We’ve certainly learned a lot in 15 years of making VPP bikes. Now in our third generation of the system, we’ve vastly increased mid-stroke support and traction at the top of the travel. The result is a much more consistent feel that breeds confidence. At the same time, we’ve shortened chainstays and fine-tuned the pedaling efficiency that made VPP famous from the beginning.
The 140mm-travel 29er category is an extremely popular, capable, and versatile category. How does the HighTower separate itself from the other contenders in this genre?

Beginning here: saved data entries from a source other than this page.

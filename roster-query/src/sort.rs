//! Sort stage: single field, type-aware, stable.

use std::cmp::Ordering;

use roster_core::errors::{RosterError, RosterResult};

use crate::collation::Collation;
use crate::field::{ensure_known, FieldValue, Queryable};

#[derive(Debug, Clone, Copy, Default, PartialEq, Eq)]
pub enum SortDirection {
    #[default]
    Asc,
    Desc,
}

impl SortDirection {
    pub fn toggled(self) -> Self {
        match self {
            SortDirection::Asc => SortDirection::Desc,
            SortDirection::Desc => SortDirection::Asc,
        }
    }

    pub fn as_str(&self) -> &'static str {
        match self {
            SortDirection::Asc => "asc",
            SortDirection::Desc => "desc",
        }
    }

    pub fn parse(raw: &str) -> RosterResult<Self> {
        match raw {
            "asc" => Ok(SortDirection::Asc),
            "desc" => Ok(SortDirection::Desc),
            other => Err(RosterError::invalid_argument(format!(
                "sort direction must be 'asc' or 'desc', got '{other}'"
            ))
            .into_anyhow()),
        }
    }
}

#[derive(Debug, Clone, PartialEq, Eq)]
pub struct SortSpec {
    pub field: String,
    pub direction: SortDirection,
}

impl SortSpec {
    pub fn asc(field: impl Into<String>) -> Self {
        Self {
            field: field.into(),
            direction: SortDirection::Asc,
        }
    }

    pub fn desc(field: impl Into<String>) -> Self {
        Self {
            field: field.into(),
            direction: SortDirection::Desc,
        }
    }
}

/// Text uses the collator, flags put `false` first, any other pairing
/// (mismatched kinds or a missing optional value) is a tie.
pub fn compare_values(
    a: Option<FieldValue<'_>>,
    b: Option<FieldValue<'_>>,
    collation: &Collation,
) -> Ordering {
    match (a, b) {
        (Some(FieldValue::Text(a)), Some(FieldValue::Text(b))) => collation.compare(a, b),
        (Some(FieldValue::Flag(a)), Some(FieldValue::Flag(b))) => a.cmp(&b),
        _ => Ordering::Equal,
    }
}

/// Order `records` by `spec`. Descending negates the ascending comparison,
/// so ties keep their input order in both directions.
pub fn sort<'a, R: Queryable>(
    mut records: Vec<&'a R>,
    spec: &SortSpec,
    collation: &Collation,
) -> RosterResult<Vec<&'a R>> {
    ensure_known::<R>(&spec.field)?;

    records.sort_by(|a, b| {
        let ord = compare_values(a.field(&spec.field), b.field(&spec.field), collation);
        match spec.direction {
            SortDirection::Asc => ord,
            SortDirection::Desc => ord.reverse(),
        }
    });

    Ok(records)
}

/// The sort stage as the pipeline runs it. Without a spec the ordering is
/// the identity, so records keep their store order.
pub fn order<'a, R: Queryable>(
    records: Vec<&'a R>,
    spec: Option<&SortSpec>,
    collation: &Collation,
) -> RosterResult<Vec<&'a R>> {
    match spec {
        Some(spec) => sort(records, spec, collation),
        None => Ok(records),
    }
}

#[cfg(test)]
mod tests {
    use super::*;

    #[test]
    fn flags_sort_false_first() {
        let c = Collation::new("es").unwrap();
        assert_eq!(
            compare_values(Some(FieldValue::Flag(false)), Some(FieldValue::Flag(true)), &c),
            Ordering::Less
        );
    }

    #[test]
    fn mismatched_kinds_tie() {
        let c = Collation::new("es").unwrap();
        assert_eq!(
            compare_values(Some(FieldValue::Text("a")), Some(FieldValue::Flag(true)), &c),
            Ordering::Equal
        );
        assert_eq!(compare_values(None, Some(FieldValue::Text("a")), &c), Ordering::Equal);
    }

    struct Name(&'static str);

    impl Queryable for Name {
        const FIELDS: &'static [&'static str] = &["name"];
        const SEARCH_FIELDS: &'static [&'static str] = &["name"];

        fn field(&self, name: &str) -> Option<FieldValue<'_>> {
            (name == "name").then_some(FieldValue::Text(self.0))
        }
    }

    #[test]
    fn order_without_spec_is_identity() {
        let c = Collation::new("es").unwrap();
        let rows = [Name("Zoe"), Name("Ángel"), Name("Bea")];
        let refs: Vec<&Name> = rows.iter().collect();

        let kept = order(refs.clone(), None, &c).unwrap();
        assert_eq!(kept.iter().map(|n| n.0).collect::<Vec<_>>(), vec!["Zoe", "Ángel", "Bea"]);

        let sorted = order(refs, Some(&SortSpec::asc("name")), &c).unwrap();
        assert_eq!(sorted.iter().map(|n| n.0).collect::<Vec<_>>(), vec!["Ángel", "Bea", "Zoe"]);
    }

    #[test]
    fn direction_round_trip() {
        assert_eq!(SortDirection::parse("desc").unwrap(), SortDirection::Desc);
        assert_eq!(SortDirection::Desc.toggled().as_str(), "asc");
        assert!(SortDirection::parse("up").is_err());
    }
}
//! Form validation for Roster.
//!
//! Records and form payloads derive `validator::Validate`; failures are
//! flattened into `{"field": ["message", ...]}` and returned as an
//! `Unprocessable` [`RosterError`].

use roster_core::errors::{RosterError, RosterResult};
use serde::de::DeserializeOwned;
use serde_json::{Map, Value};
use validator::Validate;

#[derive(Debug, Default)]
pub struct SchemaErrors {
    map: Map<String, Value>,
}

impl SchemaErrors {
    pub fn push_schema(&mut self, msg: impl Into<String>) {
        Self::push_to(&mut self.map, "_schema", msg);
    }

    pub fn push_field(&mut self, field: &str, msg: impl Into<String>) {
        Self::push_to(&mut self.map, field, msg);
    }

    fn push_to(map: &mut Map<String, Value>, key: &str, msg: impl Into<String>) {
        let msg = Value::String(msg.into());
        match map.get_mut(key) {
            Some(Value::Array(arr)) => arr.push(msg),
            _ => {
                map.insert(key.to_string(), Value::Array(vec![msg]));
            }
        }
    }

    pub fn is_empty(&self) -> bool {
        self.map.is_empty()
    }

    pub fn into_unprocessable(self, message: &str) -> anyhow::Error {
        RosterError::unprocessable(message)
            .with_errors(Value::Object(self.map))
            .into_anyhow()
    }
}

fn friendly_message(code: &str) -> Option<&'static str> {
    match code {
        "required" | "length" => Some("is required"),
        _ => None,
    }
}

fn collect(errs: &validator::ValidationErrors) -> SchemaErrors {
    let mut out = SchemaErrors::default();
    for (field, kind) in errs.errors() {
        if let validator::ValidationErrorsKind::Field(field_errors) = kind {
            for e in field_errors {
                let msg = e
                    .message
                    .as_ref()
                    .map(|m| m.to_string())
                    .or_else(|| friendly_message(&e.code).map(|m| m.to_string()))
                    .unwrap_or_else(|| e.code.to_string());
                out.push_field(field, msg);
            }
        }
    }
    out
}

/// Validate an already-typed record.
pub fn check<T: Validate>(data: &T, error_message: &str) -> RosterResult<()> {
    data.validate()
        .map_err(|e| collect(&e).into_unprocessable(error_message))
}

/// Deserialize a form payload and validate it.
pub fn validate<T>(data: &Value, error_message: &str) -> RosterResult<T>
where
    T: DeserializeOwned + Validate,
{
    let parsed: T = serde_json::from_value(data.clone()).map_err(|e| {
        let mut errors = SchemaErrors::default();
        errors.push_schema(e.to_string());
        errors.into_unprocessable(error_message)
    })?;

    check(&parsed, error_message)?;
    Ok(parsed)
}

I’d say we are unique in the way we make the frame adaptable to both 27+ and 29″ wheels. The Hightower comes with a geometry adjusting upper link; which in combination with different fork travels, keeps the BB height consistent in either configuration. We’re all playing the game of millimeters, so these things matter.
Are there conditions in which you feel this bike really excel? What specific design attributes of the bike make it so?
My favorite thing about the Hightower is its incredible versatility. The geometry, suspension, and weight really straddle the line between trail and enduro, making for a bike that is fun and agile on easier trails, but certainly has no problem with fast and scary stuff too. It’s the bike you can take on pretty much any trail and be happy.
Are there any small details on the HighTower the SC crew really digs, yet may not be obvious to the casual viewer?
I’m not sure I’d call it a small detail, but we worked really hard to make the frame fit both a water bottle and a piggyback shock. It’s quite difficult to get good standover, the suspension curves that you want, and still have room for a bottle and burly shock if you want. Add this to the dual-wheel compatibility, and you have a bike that do a lot of things well.